Top of EXTRACTED ENTRIES

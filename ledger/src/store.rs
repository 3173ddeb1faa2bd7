// Proof ledger - append-only event log with hash chaining
//
// Each row stores the event payload together with its sequence number, the
// hash of the previous row and its own hash. Rows are only ever inserted.

use af_types::Event;
use chrono::{DateTime, Utc};
use rusqlite::{Connection, OptionalExtension, TransactionBehavior, params};
use std::mem;
use std::path::Path;

use crate::entry::{
    GENESIS_HASH, LedgerEntry, canonical_timestamp, entry_hash, format_timestamp,
};
use crate::sqlite_util::open_secure_db;
use crate::LedgerError;

/// Outcome of a successful [`Ledger::verify`].
#[derive(Debug, Clone, PartialEq, Eq)]
pub struct VerifyReport {
    pub entries: u64,
    pub head_hash: String,
}

struct StoredRow {
    position: i64,
    seq: i64,
    event_type: String,
    timestamp: String,
    actor: String,
    payload: String,
    prev_hash: String,
    hash: String,
}

/// SQLite-backed ledger. The sole source of truth for proof state.
pub struct Ledger {
    db: Connection,
}

impl Ledger {
    const SCHEMA: &'static str = r"
        CREATE TABLE IF NOT EXISTS ledger (
            position INTEGER PRIMARY KEY AUTOINCREMENT,
            seq INTEGER NOT NULL,
            event_type TEXT NOT NULL,
            timestamp TEXT NOT NULL,
            actor TEXT NOT NULL,
            payload TEXT NOT NULL,
            prev_hash TEXT NOT NULL,
            hash TEXT NOT NULL
        );

        CREATE INDEX IF NOT EXISTS idx_ledger_seq ON ledger(seq);
    ";

    /// Open or create a ledger database at the given path.
    pub fn open(path: impl AsRef<Path>) -> Result<Self, LedgerError> {
        let path = path.as_ref();
        let db = open_secure_db(path)?;
        tracing::debug!(path = %path.display(), "Opened ledger");
        Self::initialize(db)
    }

    /// Open an in-memory ledger (for testing).
    pub fn open_in_memory() -> Result<Self, LedgerError> {
        let db = Connection::open_in_memory()?;
        Self::initialize(db)
    }

    fn initialize(db: Connection) -> Result<Self, LedgerError> {
        db.execute_batch("PRAGMA journal_mode=WAL; PRAGMA synchronous=FULL;")?;
        db.execute_batch(Self::SCHEMA)?;
        Ok(Self { db })
    }

    /// Append the events of one logical mutation.
    ///
    /// All events share `actor` and `timestamp` and are written inside a
    /// single transaction: either every entry lands or none does. The
    /// ledger head must still be at `expected_seq`; a writer that built its
    /// events against an older head gets [`LedgerError::Conflict`]. Returns
    /// the committed entries with their assigned sequence numbers and hashes.
    pub fn append(
        &mut self,
        expected_seq: u64,
        actor: &str,
        timestamp: DateTime<Utc>,
        events: &[Event],
    ) -> Result<Vec<LedgerEntry>, LedgerError> {
        if events.is_empty() {
            return Ok(Vec::new());
        }

        let timestamp = canonical_timestamp(timestamp);
        let tx = self
            .db
            .transaction_with_behavior(TransactionBehavior::Immediate)?;
        let head: Option<(i64, String)> = tx
            .query_row(
                "SELECT seq, hash FROM ledger ORDER BY position DESC LIMIT 1",
                [],
                |row| Ok((row.get(0)?, row.get(1)?)),
            )
            .optional()?;

        let (mut seq, mut prev_hash) = match head {
            Some((seq, hash)) => (to_seq(seq, 0)?, hash),
            None => (0, GENESIS_HASH.to_owned()),
        };
        if seq != expected_seq {
            return Err(LedgerError::Conflict {
                expected: expected_seq,
                found: seq,
            });
        }

        let timestamp_text = format_timestamp(timestamp);
        let mut committed = Vec::with_capacity(events.len());
        for event in events {
            seq += 1;
            let payload = serde_json::to_string(event)?;
            let event_type = event.event_type();
            let hash = entry_hash(
                seq,
                event_type,
                &timestamp_text,
                actor,
                &prev_hash,
                &payload,
            );
            tx.execute(
                "INSERT INTO ledger (seq, event_type, timestamp, actor, payload, prev_hash, hash)
                 VALUES (?1, ?2, ?3, ?4, ?5, ?6, ?7)",
                params![
                    from_seq(seq)?,
                    event_type,
                    &timestamp_text,
                    actor,
                    payload,
                    &prev_hash,
                    &hash
                ],
            )?;
            committed.push(LedgerEntry {
                seq,
                timestamp,
                actor: actor.to_owned(),
                event: event.clone(),
                prev_hash: mem::replace(&mut prev_hash, hash.clone()),
                hash,
            });
        }

        tx.commit()?;
        Ok(committed)
    }

    /// Sequence number of the newest entry, or 0 for an empty ledger.
    pub fn last_seq(&self) -> Result<u64, LedgerError> {
        let seq: Option<i64> = self
            .db
            .query_row(
                "SELECT seq FROM ledger ORDER BY position DESC LIMIT 1",
                [],
                |row| row.get(0),
            )
            .optional()?;
        seq.map_or(Ok(0), |seq| to_seq(seq, 0))
    }

    /// Recompute every stored hash and check sequence structure.
    ///
    /// A row whose own hash does not match its columns is reported as
    /// [`LedgerError::HashMismatch`]. Gaps, reordering, duplicates, broken
    /// `prev_hash` links and unparseable rows are
    /// [`LedgerError::Inconsistent`].
    pub fn verify(&self) -> Result<VerifyReport, LedgerError> {
        let entries = self.verified_entries()?;
        Ok(VerifyReport {
            entries: entries.len() as u64,
            head_hash: entries
                .last()
                .map_or_else(|| GENESIS_HASH.to_owned(), |entry| entry.hash.clone()),
        })
    }

    /// Read all entries in sequence order, verifying each one.
    pub fn verified_entries(&self) -> Result<Vec<LedgerEntry>, LedgerError> {
        let rows = self.stored_rows()?;
        let mut entries = Vec::with_capacity(rows.len());
        let mut expected_prev = GENESIS_HASH.to_owned();

        for (index, row) in rows.into_iter().enumerate() {
            let expected_seq = index as u64 + 1;
            let seq = to_seq(row.seq, row.position)?;
            if seq != expected_seq {
                let detail = if seq > expected_seq {
                    format!("gap: expected seq {expected_seq}, found {seq}")
                } else {
                    format!("out of order: expected seq {expected_seq}, found {seq}")
                };
                return Err(inconsistent(row.position, detail));
            }

            let recomputed = entry_hash(
                seq,
                &row.event_type,
                &row.timestamp,
                &row.actor,
                &row.prev_hash,
                &row.payload,
            );
            if recomputed != row.hash {
                return Err(LedgerError::HashMismatch {
                    seq,
                    stored: row.hash,
                    computed: recomputed,
                });
            }

            if row.prev_hash != expected_prev {
                return Err(inconsistent(
                    row.position,
                    format!("seq {seq} does not link to its predecessor"),
                ));
            }

            let event: Event = serde_json::from_str(&row.payload).map_err(|err| {
                inconsistent(row.position, format!("seq {seq} payload unreadable: {err}"))
            })?;
            if event.event_type() != row.event_type {
                return Err(inconsistent(
                    row.position,
                    format!(
                        "seq {seq} recorded as {} but payload is {}",
                        row.event_type,
                        event.event_type()
                    ),
                ));
            }
            let timestamp = DateTime::parse_from_rfc3339(&row.timestamp)
                .map_err(|err| {
                    inconsistent(row.position, format!("seq {seq} timestamp unreadable: {err}"))
                })?
                .with_timezone(&Utc);

            expected_prev.clone_from(&row.hash);
            entries.push(LedgerEntry {
                seq,
                timestamp,
                actor: row.actor,
                event,
                prev_hash: row.prev_hash,
                hash: row.hash,
            });
        }

        Ok(entries)
    }

    fn stored_rows(&self) -> Result<Vec<StoredRow>, LedgerError> {
        let mut stmt = self.db.prepare(
            "SELECT position, seq, event_type, timestamp, actor, payload, prev_hash, hash
             FROM ledger ORDER BY position ASC",
        )?;
        let rows = stmt.query_map([], |row| {
            Ok(StoredRow {
                position: row.get(0)?,
                seq: row.get(1)?,
                event_type: row.get(2)?,
                timestamp: row.get(3)?,
                actor: row.get(4)?,
                payload: row.get(5)?,
                prev_hash: row.get(6)?,
                hash: row.get(7)?,
            })
        })?;
        rows.collect::<Result<Vec<_>, _>>().map_err(LedgerError::from)
    }
}

fn inconsistent(position: i64, detail: String) -> LedgerError {
    LedgerError::Inconsistent {
        position: position.max(0) as u64,
        detail,
    }
}

fn to_seq(raw: i64, position: i64) -> Result<u64, LedgerError> {
    u64::try_from(raw).map_err(|_err| inconsistent(position, format!("negative seq {raw}")))
}

fn from_seq(seq: u64) -> Result<i64, LedgerError> {
    i64::try_from(seq).map_err(|_err| inconsistent(0, format!("seq {seq} exceeds storage range")))
}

Bottom of EXTRACTED ENTRIES

Retype only this range exactly: the first line of the data through the line where "seq INTEGER NOT" appears.

filename ledger/src/store.rs
repository 3173ddeb1faa2bd7
// Proof ledger - append-only event log with hash chaining
//
// Each row stores the event payload together with its sequence number, the
// hash of the previous row and its own hash. Rows are only ever inserted.

use af_types::Event;
use chrono::{DateTime, Utc};
use rusqlite::{Connection, OptionalExtension, TransactionBehavior, params};
use std::mem;
use std::path::Path;

use crate::entry::{
    GENESIS_HASH, LedgerEntry, canonical_timestamp, entry_hash, format_timestamp,
};
use crate::sqlite_util::open_secure_db;
use crate::LedgerError;

/// Outcome of a successful [`Ledger::verify`].
#[derive(Debug, Clone, PartialEq, Eq)]
pub struct VerifyReport {
    pub entries: u64,
    pub head_hash: String,
}

struct StoredRow {
    position: i64,
    seq: i64,
    event_type: String,
    timestamp: String,
    actor: String,
    payload: String,
    prev_hash: String,
    hash: String,
}

/// SQLite-backed ledger. The sole source of truth for proof state.
pub struct Ledger {
    db: Connection,
}

impl Ledger {
    const SCHEMA: &'static str = r"
        CREATE TABLE IF NOT EXISTS ledger (
            position INTEGER PRIMARY KEY AUTOINCREMENT,
            seq INTEGER NOT NULL,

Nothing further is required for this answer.